→ **How to complete this task**
Pull out every line in the data that has the string "Serialize" in it.

________________________

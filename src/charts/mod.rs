//! Chart rendering: a [`ChartPlan`] applied to a clean [`Table`].
//!
//! Filters always run first. Bar and line charts group by the x axis and aggregate the y axis;
//! pie charts do the same with the category and value columns; scatter charts plot every
//! surviving row. Non-finite results are emitted as 0.

mod build;
mod output;
mod request;

use std::fmt;
use std::str::FromStr;

use serde::Serialize;
use tracing::debug;

use crate::error::{DashboardError, DashboardResult};
use crate::processing::apply_filters;
use crate::types::Table;

pub use output::{
    CategoryChart, ChartOutput, PieChart, PieSlice, ScatterChart, ScatterSeries, Series,
};
pub use request::{ChartPlan, ChartRequest};

/// Series name used by a scatter chart without `group_by`.
pub const SCATTER_DEFAULT_SERIES: &str = "Data";

/// Supported chart families.
#[derive(Debug, Clone, Copy, PartialEq, Eq, Hash, Serialize)]
#[serde(rename_all = "lowercase")]
pub enum ChartType {
    Bar,
    Line,
    Pie,
    Scatter,
}

impl ChartType {
    pub fn as_str(self) -> &'static str {
        match self {
            ChartType::Bar => "bar",
            ChartType::Line => "line",
            ChartType::Pie => "pie",
            ChartType::Scatter => "scatter",
        }
    }
}

impl fmt::Display for ChartType {
    fn fmt(&self, f: &mut fmt::Formatter<'_>) -> fmt::Result {
        f.write_str(self.as_str())
    }
}

impl FromStr for ChartType {
    type Err = DashboardError;

    /// Case-insensitive. Anything but the four supported names is a validation error.
    fn from_str(s: &str) -> Result<Self, Self::Err> {
        match s.trim().to_ascii_lowercase().as_str() {
            "bar" => Ok(ChartType::Bar),
            "line" => Ok(ChartType::Line),
            "pie" => Ok(ChartType::Pie),
            "scatter" => Ok(ChartType::Scatter),
            _ => Err(DashboardError::validation(format!("unsupported chart type: {s}"))),
        }
    }
}

/// Render `plan` against `table`.
///
/// Every column the plan names must exist in the table.
pub fn render(table: &Table, plan: &ChartPlan) -> DashboardResult<ChartOutput> {
    let x = column_index(table, &plan.x)?;
    let y = column_index(table, &plan.y)?;
    let group = match (plan.chart_type, plan.group_by.as_deref()) {
        (ChartType::Pie, _) | (_, None) => None,
        (_, Some(name)) => Some(column_index(table, name)?),
    };

    let filtered = apply_filters(table, &plan.filters);
    debug!(
        chart_type = %plan.chart_type,
        aggregation = %plan.aggregation,
        rows = table.row_count(),
        kept = filtered.row_count(),
        "rendering chart"
    );

    Ok(match plan.chart_type {
        ChartType::Bar => ChartOutput::Bar(build::category_chart(
            &filtered,
            x,
            y,
            group,
            plan,
            ChartType::Bar,
        )),
        ChartType::Line => ChartOutput::Line(build::category_chart(
            &filtered,
            x,
            y,
            group,
            plan,
            ChartType::Line,
        )),
        ChartType::Pie => ChartOutput::Pie(build::pie_chart(&filtered, x, y, plan.aggregation)),
        ChartType::Scatter => ChartOutput::Scatter(build::scatter_chart(&filtered, x, y, group)?),
    })
}

fn column_index(table: &Table, name: &str) -> DashboardResult<usize> {
    table
        .index_of(name)
        .ok_or_else(|| DashboardError::validation(format!("column '{name}' not found")))
}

________________________

→ **Solution to the problem**
use serde::Serialize;
#[derive(Debug, Clone, Copy, PartialEq, Eq, Hash, Serialize)]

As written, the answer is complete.